O novo regime permite que os trabalhadores com 48 anos de carreira contributiva ou que, tendo 46 anos de carreira, começaram a descontar antes dos 15 anos possam reformar-se antecipadamente sem cortes na pensão. Ou seja, deixa de ser aplicado o corte do factor de sustentabilidade (14,5% em 2018) e as penalizações de 0,5% por cada mês de antecipação face à idade normal de acesso à pensão de velhice. A questão é que nestes casos, a Segurança Social não está a ter em conta a bonificação de 0,65% dada por cada mês além da idade, atenuando as vantagens do novo regime. Por outro lado, durante a discussão do diploma essa questão nunca sequer se colocou.

Questionado pelo PÚBLICO por duas vezes, o ministério do Trabalho não explicou por que razão não está a aplicar as bonificações a quem se reforma ao abrigo do decreto-lei 126-B/2017.

Porém, o PÚBLICO sabe que o entendimento do Governo é que o próprio decreto-lei exclui os trabalhadores com longas carreiras contributivas das bonificações previstas no regime geral.

Essa interpretação assenta no facto de o artigo 36º (relativo ao montante da pensão antecipada) excluir do seu âmbito de aplicação as pensões abrangidas pelo regime das muito longas carreiras. E como o artigo relacionado com a bonificação (artigo 38.º da Lei 4/2007) se destina aos beneficiários a quem seja aplicável o regime de antecipação previsto no artigo 36.º, os serviços de Segurança Social entendem que as pessoas que se reformam ao abrigo do regime das longas carreiras contributivas não são abrangidas.

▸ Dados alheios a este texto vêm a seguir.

//! Core error types for rexec

use std::fmt;
use std::path::PathBuf;
use std::time::Duration;

use rx_protocol::{ExecutableId, ProtocolError};
use thiserror::Error;

/// Top-level error type for client operations
#[derive(Error, Debug)]
pub enum ClientError {
    /// Login or registration rejected by the backend
    #[error("Authentication failed: {0}")]
    Authentication(String),

    /// Upload rejected or execution environment setup failed
    #[error("Deployment failed: {0}")]
    Deployment(String),

    /// Requested run failed
    #[error("Execution failed: {0}")]
    Execution(String),

    /// Command invoked while its precondition does not hold
    #[error("Precondition not met: {0}")]
    PreconditionNotMet(Precondition),

    /// The connection to the backend is gone
    #[error("Connection lost: {0}")]
    ConnectionLost(String),

    /// Caller input outside the accepted limits
    #[error("Invalid input: {0}")]
    InvalidInput(String),

    /// No reply arrived within the caller's wait bound
    #[error("No reply within {0:?}")]
    ReplyTimeout(Duration),

    /// Protocol error
    #[error("Protocol error: {0}")]
    Protocol(#[from] ProtocolError),

    /// Transport error
    #[error("Transport error: {0}")]
    Transport(#[from] TransportError),

    /// Credential store error
    #[error("Credential store error: {0}")]
    Credentials(#[from] CredentialError),

    /// Configuration error
    #[error("Configuration error: {0}")]
    Config(#[from] ConfigError),
}

impl ClientError {
    /// Build the error matching a backend-reported failure
    pub fn from_backend(kind: ErrorKind, message: impl Into<String>) -> Self {
        let message = message.into();
        match kind {
            ErrorKind::Authentication => ClientError::Authentication(message),
            ErrorKind::Deployment => ClientError::Deployment(message),
            ErrorKind::Execution => ClientError::Execution(message),
            ErrorKind::Connection => ClientError::ConnectionLost(message),
        }
    }
}

/// Which flow a surfaced error belongs to
#[derive(Debug, Clone, Copy, PartialEq, Eq, serde::Serialize, serde::Deserialize)]
#[serde(rename_all = "snake_case")]
pub enum ErrorKind {
    Authentication,
    Deployment,
    Execution,
    Connection,
}

impl fmt::Display for ErrorKind {
    fn fmt(&self, f: &mut fmt::Formatter<'_>) -> fmt::Result {
        match self {
            ErrorKind::Authentication => write!(f, "authentication"),
            ErrorKind::Deployment => write!(f, "deployment"),
            ErrorKind::Execution => write!(f, "execution"),
            ErrorKind::Connection => write!(f, "connection"),
        }
    }
}

/// The guard a rejected command failed
#[derive(Debug, Clone, PartialEq, Eq)]
pub enum Precondition {
    /// Identity not yet assigned or automatic login still in flight
    NotReady,
    /// Command requires no active session
    AlreadyAuthenticated,
    /// Command requires an active session
    NotAuthenticated,
    /// A deployment is already in flight
    DeploymentPending,
    /// An execution is already in flight
    ExecutionPending,
    /// The backend has not assigned a connection identity yet
    NoConnectionIdentity,
    /// The executable is not part of the current session
    UnknownExecutable(ExecutableId),
}

impl fmt::Display for Precondition {
    fn fmt(&self, f: &mut fmt::Formatter<'_>) -> fmt::Result {
        match self {
            Precondition::NotReady => write!(f, "client is not ready yet"),
            Precondition::AlreadyAuthenticated => write!(f, "already authenticated"),
            Precondition::NotAuthenticated => write!(f, "not authenticated"),
            Precondition::DeploymentPending => write!(f, "a deployment is already in progress"),
            Precondition::ExecutionPending => write!(f, "an execution is already in progress"),
            Precondition::NoConnectionIdentity => {
                write!(f, "no connection identity has been assigned")
            }
            Precondition::UnknownExecutable(id) => write!(f, "unknown executable: {}", id),
        }
    }
}

/// Transport-level errors from the connection and upload channels
#[derive(Error, Debug)]
pub enum TransportError {
    /// Connection could not be established
    #[error("Failed to connect to {url}: {message}")]
    Connect { url: String, message: String },

    /// Connection attempt exceeded the configured timeout
    #[error("Connection to {url} timed out after {timeout:?}")]
    ConnectTimeout { url: String, timeout: Duration },

    /// The connection is closed
    #[error("Connection closed")]
    Closed,

    /// A frame could not be written
    #[error("Send failed: {0}")]
    Send(String),

    /// The upload request could not be delivered
    #[error("Upload failed: {0}")]
    Upload(String),
}

/// Credential cache errors
#[derive(Error, Debug)]
pub enum CredentialError {
    /// I/O error on the backing file
    #[error("I/O error on {path}: {source}")]
    Io {
        path: PathBuf,
        #[source]
        source: std::io::Error,
    },

    /// Stored data could not be read back
    #[error("Corrupt credential store {path}: {source}")]
    Corrupt {
        path: PathBuf,
        #[source]
        source: serde_json::Error,
    },
}

/// Configuration-related errors
#[derive(Error, Debug)]
pub enum ConfigError {
    /// Config file not found
    #[error("Config file not found: {0}")]
    NotFound(PathBuf),

    /// Invalid configuration
    #[error("Invalid config: {0}")]
    Invalid(String),

    /// TOML parse error
    #[error("TOML parse error: {0}")]
    Parse(#[from] toml::de::Error),

    /// TOML serialize error
    #[error("TOML serialize error: {0}")]
    Serialize(#[from] toml::ser::Error),
}
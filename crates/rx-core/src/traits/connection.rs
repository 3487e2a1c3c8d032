//! Connection traits

use async_trait::async_trait;

use crate::error::TransportError;
use rx_protocol::Outbound;

/// Outbound half of the duplex connection to the backend
#[async_trait]
pub trait MessageSink: Send + Sync {
    /// Send a message over the connection
    async fn send(&self, message: Outbound) -> Result<(), TransportError>;

    /// Check if the connection is still open
    fn is_open(&self) -> bool;

    /// Close the connection gracefully
    async fn close(&self) -> Result<(), TransportError>;
}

Ou seja, o entendimento do Governo é que quem se reforma sem penalização não tem direito às bonificações. Porém, o ministro do Trabalho também já disse que as novas regras beneficiaram a esmagadora maioria dos processos deferidos entre 1 de Outubro de 2017 e 16 de Março.

Vieira da Silva adiantou que, das 9714 pensões deferidas, 99% beneficiam do novo regime, com pensões mais elevadas (sem penalizações e sem factor de sustentabilidade) e apenas 1% tem cálculo superior do valor da sua pensão com a aplicação do regime da flexibilização (ou seja, com factor de sustentabilidade).